Feasibility study of two schedules of sunitinib in combination with pemetrexed in patients with advanced solid tumors

Background Sunitinib is an oral multitargeted tyrosine kinase inhibitor of vascular endothelial growth factor and platelet-derived growth factor receptors, as well as of other receptor types. We have performed a feasibility study to investigate the safety of sunitinib in combination with pemetrexed for treatment of advanced refractory solid tumors. Methods Sunitinib was administered once daily on a continuous daily dosing (CDD) schedule (37.5 mg/day) or a 2-weeks-on, 1-week-off treatment schedule (50 mg/day, Schedule 2/1) in combination with pemetrexed at 500 mg/m(2) on day 1 of repeated 21-day cycles. Results Twelve patients were enrolled in the study: six on the CDD schedule and six on Schedule 2/1. None of the treated patients experienced a dose-limiting toxicity.
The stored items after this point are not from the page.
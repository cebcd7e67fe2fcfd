use anyhow::Result;
use async_trait::async_trait;
use shared::{
    domain::{UserId, UserRecord},
    protocol::{EventKind, IdentityEvent},
};
use tracing::{info, warn};

use crate::error::SyncError;

#[derive(Debug, Clone, Copy, PartialEq, Eq)]
pub enum UpsertOutcome {
    Inserted,
    Replaced,
}

/// Primary-key user store the processor writes through. Each call must be
/// atomic on its own; no ordering is assumed across calls.
#[async_trait]
pub trait UserStore: Send + Sync {
    async fn upsert_user(&self, record: &UserRecord) -> Result<UpsertOutcome>;
    /// Returns whether a record was removed.
    async fn delete_user(&self, id: &UserId) -> Result<bool>;
}

#[derive(Debug, Clone, PartialEq, Eq)]
pub enum SyncOutcome {
    Created { replaced_existing: bool },
    Updated { inserted: bool },
    Deleted { existed: bool },
    Ignored { event_type: String },
}

pub fn user_record_from_event(event: &IdentityEvent) -> Result<UserRecord, SyncError> {
    let data = &event.data;
    let email = data
        .email_addresses
        .first()
        .map(|address| address.email_address.clone())
        .ok_or_else(|| SyncError::MissingEmailAddress {
            subject: data.id.clone(),
        })?;

    Ok(UserRecord {
        id: data.id.clone(),
        email,
        display_name: format!("{} {}", data.first_name, data.last_name),
        avatar_url: data.image_url.clone(),
    })
}

/// Applies exactly one effect for the event. `created` and `updated` both
/// write through an upsert, so redelivery and `updated`-before-`created`
/// reordering converge on the latest payload.
pub async fn apply_event<S>(store: &S, event: &IdentityEvent) -> Result<SyncOutcome, SyncError>
where
    S: UserStore + ?Sized,
{
    let subject = event.subject_id();
    let outcome = match &event.kind {
        EventKind::Created => {
            let record = user_record_from_event(event)?;
            let written = store.upsert_user(&record).await.map_err(SyncError::Store)?;
            if written == UpsertOutcome::Replaced {
                warn!(
                    user_id = %subject,
                    "webhook: created event for existing user; applied as update"
                );
            }
            SyncOutcome::Created {
                replaced_existing: written == UpsertOutcome::Replaced,
            }
        }
        EventKind::Updated => {
            let record = user_record_from_event(event)?;
            let written = store.upsert_user(&record).await.map_err(SyncError::Store)?;
            SyncOutcome::Updated {
                inserted: written == UpsertOutcome::Inserted,
            }
        }
        EventKind::Deleted => {
            let existed = store.delete_user(subject).await.map_err(SyncError::Store)?;
            SyncOutcome::Deleted { existed }
        }
        EventKind::Other(raw) => {
            info!(event_type = %raw, user_id = %subject, "webhook: unhandled event type");
            SyncOutcome::Ignored {
                event_type: raw.clone(),
            }
        }
    };

    info!(
        user_id = %subject,
        event_type = event.kind.as_wire(),
        ?outcome,
        "webhook: sync effect applied"
    );
    Ok(outcome)
}

#[cfg(test)]
#[path = "tests/processor_tests.rs"]
mod tests;
use reqwest::{Client, Method, RequestBuilder};
use tracing::warn;
use url::Url;

use crate::{error::ClientError, session::SessionHandle};

/// Builds requests against the chat backend with a fresh bearer token.
#[derive(Clone)]
pub struct AuthorizedRequestIssuer {
    http: Client,
    base_url: Url,
    session: SessionHandle,
}

impl AuthorizedRequestIssuer {
    pub fn new(base_url: Url, session: SessionHandle) -> Self {
        Self::with_client(Client::new(), base_url, session)
    }

    pub fn with_client(http: Client, base_url: Url, session: SessionHandle) -> Self {
        Self {
            http,
            base_url,
            session,
        }
    }

    pub fn session(&self) -> &SessionHandle {
        &self.session
    }

    pub fn endpoint(&self, path: &str) -> Result<Url, ClientError> {
        let base = self.base_url.as_str().trim_end_matches('/');
        Url::parse(&format!("{base}/{}", path.trim_start_matches('/')))
            .map_err(|e| ClientError::FetchFailed(format!("invalid endpoint '{path}': {e}")))
    }

    /// Fails with `AuthUnavailable` before touching the network when the gate
    /// is closed or no token can be produced.
    pub async fn authorized(
        &self,
        method: Method,
        path: &str,
    ) -> Result<RequestBuilder, ClientError> {
        if !self.session.is_ready() {
            return Err(ClientError::AuthUnavailable);
        }
        let token = match self.session.bearer_token().await {
            Ok(Some(token)) if !token.is_empty() => token,
            Ok(_) => return Err(ClientError::AuthUnavailable),
            Err(error) => {
                warn!(%error, "bootstrap: token provider failed");
                return Err(ClientError::AuthUnavailable);
            }
        };
        let url = self.endpoint(path)?;
        Ok(self.http.request(method, url).bearer_auth(token))
    }
}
Toxicities were manageable and similar in type to those observed in monotherapy studies of sunitinib and pemetrexed. Pharmacokinetic analysis did not reveal any substantial drug–drug interaction. One patient with squamous cell lung cancer showed a partial response and five patients had stable disease. Conclusions Combination therapy with sunitinib administered on Schedule 2/1 (50 mg/day) or a CDD schedule (37.5 mg/day) together with standard-dose pemetrexed (500 mg/m(2)) was well tolerated in previously treated patients with advanced solid tumors.